#### DATA SUPPLIED

//! Object storage seam for the run adapter.
//!
//! The adapter receives an [`ObjectStore`] at construction time; nothing in
//! the crate keeps a process-wide storage handle.

use std::{
    collections::BTreeMap,
    fmt, fs,
    path::{Component, Path, PathBuf},
    sync::Mutex,
};

use anyhow::{Context, Result, anyhow, bail};

/// A bucket-qualified object key such as `input/acme/export.csv`.
#[derive(Debug, Clone, PartialEq, Eq, PartialOrd, Ord)]
pub struct ObjectRef {
    pub bucket: String,
    pub key: String,
}

impl ObjectRef {
    pub fn new(bucket: impl Into<String>, key: impl Into<String>) -> Self {
        Self {
            bucket: bucket.into(),
            key: key.into(),
        }
    }

    /// Same bucket, different key.
    pub fn sibling(&self, key: impl Into<String>) -> Self {
        Self::new(self.bucket.clone(), key)
    }
}

impl fmt::Display for ObjectRef {
    fn fmt(&self, f: &mut fmt::Formatter<'_>) -> fmt::Result {
        write!(f, "{}/{}", self.bucket, self.key)
    }
}

pub trait ObjectStore: Send + Sync {
    fn get(&self, object: &ObjectRef) -> Result<Vec<u8>>;
    fn put(&self, object: &ObjectRef, bytes: &[u8]) -> Result<()>;
    /// Human-readable location reported back to callers.
    fn locate(&self, object: &ObjectRef) -> String;
}

/// Filesystem store laid out as `root/bucket/key`.
#[derive(Debug, Clone)]
pub struct LocalStore {
    root: PathBuf,
}

impl LocalStore {
    pub fn new(root: impl Into<PathBuf>) -> Self {
        Self { root: root.into() }
    }

    pub fn root(&self) -> &Path {
        &self.root
    }

    fn resolve(&self, object: &ObjectRef) -> Result<PathBuf> {
        let mut path = self.root.clone();
        for part in [object.bucket.as_str(), object.key.as_str()] {
            let relative = Path::new(part);
            if part.is_empty() {
                bail!("Object reference {object} has an empty segment");
            }
            for component in relative.components() {
                match component {
                    Component::Normal(segment) => path.push(segment),
                    Component::CurDir => {}
                    _ => bail!("Object reference {object} escapes the store root"),
                }
            }
        }
        Ok(path)
    }
}

impl ObjectStore for LocalStore {
    fn get(&self, object: &ObjectRef) -> Result<Vec<u8>> {
        let path = self.resolve(object)?;
        fs::read(&path).with_context(|| format!("Reading object {object} from {path:?}"))
    }

    fn put(&self, object: &ObjectRef, bytes: &[u8]) -> Result<()> {
        let path = self.resolve(object)?;
        if let Some(parent) = path.parent() {
            fs::create_dir_all(parent)
                .with_context(|| format!("Creating directory {parent:?}"))?;
        }
        fs::write(&path, bytes).with_context(|| format!("Writing object {object} to {path:?}"))
    }

    fn locate(&self, object: &ObjectRef) -> String {
        match self.resolve(object) {
            Ok(path) => path.display().to_string(),
            Err(_) => object.to_string(),
        }
    }
}

/// In-process store, handy for embedding and tests.
#[derive(Debug, Default)]
pub struct MemoryStore {
    objects: Mutex<BTreeMap<ObjectRef, Vec<u8>>>,
}

impl MemoryStore {
    pub fn new() -> Self {
        Self::default()
    }

    pub fn insert(&self, object: ObjectRef, bytes: impl Into<Vec<u8>>) {
        if let Ok(mut objects) = self.objects.lock() {
            objects.insert(object, bytes.into());
        }
    }

    pub fn contains(&self, object: &ObjectRef) -> bool {
        self.objects
            .lock()
            .map(|objects| objects.contains_key(object))
            .unwrap_or(false)
    }

    pub fn len(&self) -> usize {
        self.objects.lock().map(|objects| objects.len()).unwrap_or(0)
    }

    pub fn is_empty(&self) -> bool {
        self.len() == 0
    }
}

impl ObjectStore for MemoryStore {
    fn get(&self, object: &ObjectRef) -> Result<Vec<u8>> {
        let objects = self
            .objects
            .lock()
            .map_err(|_| anyhow!("Memory store lock poisoned"))?;
        objects
            .get(object)
            .cloned()
            .ok_or_else(|| anyhow!("Object {object} not found"))
    }

    fn put(&self, object: &ObjectRef, bytes: &[u8]) -> Result<()> {
        let mut objects = self
            .objects
            .lock()
            .map_err(|_| anyhow!("Memory store lock poisoned"))?;
        objects.insert(object.clone(), bytes.to_vec());
        Ok(())
    }

    fn locate(&self, object: &ObjectRef) -> String {
        format!("memory://{object}")
    }
}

########

WORK INSTRUCTION. Would you output every entry exactly as it was written?

RESULT BELOW.
//! Object storage seam for the run adapter.
//!
//! The adapter receives an [`ObjectStore`] at construction time; nothing in
//! the crate keeps a process-wide storage handle.

use std::{
    collections::BTreeMap,
    fmt, fs,
    path::{Component, Path, PathBuf},
    sync::Mutex,
};

use anyhow::{Context, Result, anyhow, bail};

/// A bucket-qualified object key such as `input/acme/export.csv`.
#[derive(Debug, Clone, PartialEq, Eq, PartialOrd, Ord)]
pub struct ObjectRef {
    pub bucket: String,
    pub key: String,
}

impl ObjectRef {
    pub fn new(bucket: impl Into<String>, key: impl Into<String>) -> Self {
        Self {
            bucket: bucket.into(),
            key: key.into(),
        }
    }

    /// Same bucket, different key.
    pub fn sibling(&self, key: impl Into<String>) -> Self {
        Self::new(self.bucket.clone(), key)
    }
}

impl fmt::Display for ObjectRef {
    fn fmt(&self, f: &mut fmt::Formatter<'_>) -> fmt::Result {
        write!(f, "{}/{}", self.bucket, self.key)
    }
}

pub trait ObjectStore: Send + Sync {
    fn get(&self, object: &ObjectRef) -> Result<Vec<u8>>;
    fn put(&self, object: &ObjectRef, bytes: &[u8]) -> Result<()>;
    /// Human-readable location reported back to callers.
    fn locate(&self, object: &ObjectRef) -> String;
}

/// Filesystem store laid out as `root/bucket/key`.
#[derive(Debug, Clone)]
pub struct LocalStore {
    root: PathBuf,
}

impl LocalStore {
    pub fn new(root: impl Into<PathBuf>) -> Self {
        Self { root: root.into() }
    }

    pub fn root(&self) -> &Path {
        &self.root
    }

    fn resolve(&self, object: &ObjectRef) -> Result<PathBuf> {
        let mut path = self.root.clone();
        for part in [object.bucket.as_str(), object.key.as_str()] {
            let relative = Path::new(part);
            if part.is_empty() {
                bail!("Object reference {object} has an empty segment");
            }
            for component in relative.components() {
                match component {
                    Component::Normal(segment) => path.push(segment),
                    Component::CurDir => {}
                    _ => bail!("Object reference {object} escapes the store root"),
                }
            }
        }
        Ok(path)
    }
}

impl ObjectStore for LocalStore {
    fn get(&self, object: &ObjectRef) -> Result<Vec<u8>> {
        let path = self.resolve(object)?;
        fs::read(&path).with_context(|| format!("Reading object {object} from {path:?}"))
    }

    fn put(&self, object: &ObjectRef, bytes: &[u8]) -> Result<()> {
        let path = self.resolve(object)?;
        if let Some(parent) = path.parent() {
            fs::create_dir_all(parent)
                .with_context(|| format!("Creating directory {parent:?}"))?;
        }
        fs::write(&path, bytes).with_context(|| format!("Writing object {object} to {path:?}"))
    }

    fn locate(&self, object: &ObjectRef) -> String {
        match self.resolve(object) {
            Ok(path) => path.display().to_string(),
            Err(_) => object.to_string(),
        }
    }
}

/// In-process store, handy for embedding and tests.
#[derive(Debug, Default)]
pub struct MemoryStore {
    objects: Mutex<BTreeMap<ObjectRef, Vec<u8>>>,
}

impl MemoryStore {
    pub fn new() -> Self {
        Self::default()
    }

    pub fn insert(&self, object: ObjectRef, bytes: impl Into<Vec<u8>>) {
        if let Ok(mut objects) = self.objects.lock() {
            objects.insert(object, bytes.into());
        }
    }

    pub fn contains(&self, object: &ObjectRef) -> bool {
        self.objects
            .lock()
            .map(|objects| objects.contains_key(object))
            .unwrap_or(false)
    }

    pub fn len(&self) -> usize {
        self.objects.lock().map(|objects| objects.len()).unwrap_or(0)
    }

    pub fn is_empty(&self) -> bool {
        self.len() == 0
    }
}

impl ObjectStore for MemoryStore {
    fn get(&self, object: &ObjectRef) -> Result<Vec<u8>> {
        let objects = self
            .objects
            .lock()
            .map_err(|_| anyhow!("Memory store lock poisoned"))?;
        objects
            .get(object)
            .cloned()
            .ok_or_else(|| anyhow!("Object {object} not found"))
    }

    fn put(&self, object: &ObjectRef, bytes: &[u8]) -> Result<()> {
        let mut objects = self
            .objects
            .lock()
            .map_err(|_| anyhow!("Memory store lock poisoned"))?;
        objects.insert(object.clone(), bytes.to_vec());
        Ok(())
    }

    fn locate(&self, object: &ObjectRef) -> String {
        format!("memory://{object}")
    }
}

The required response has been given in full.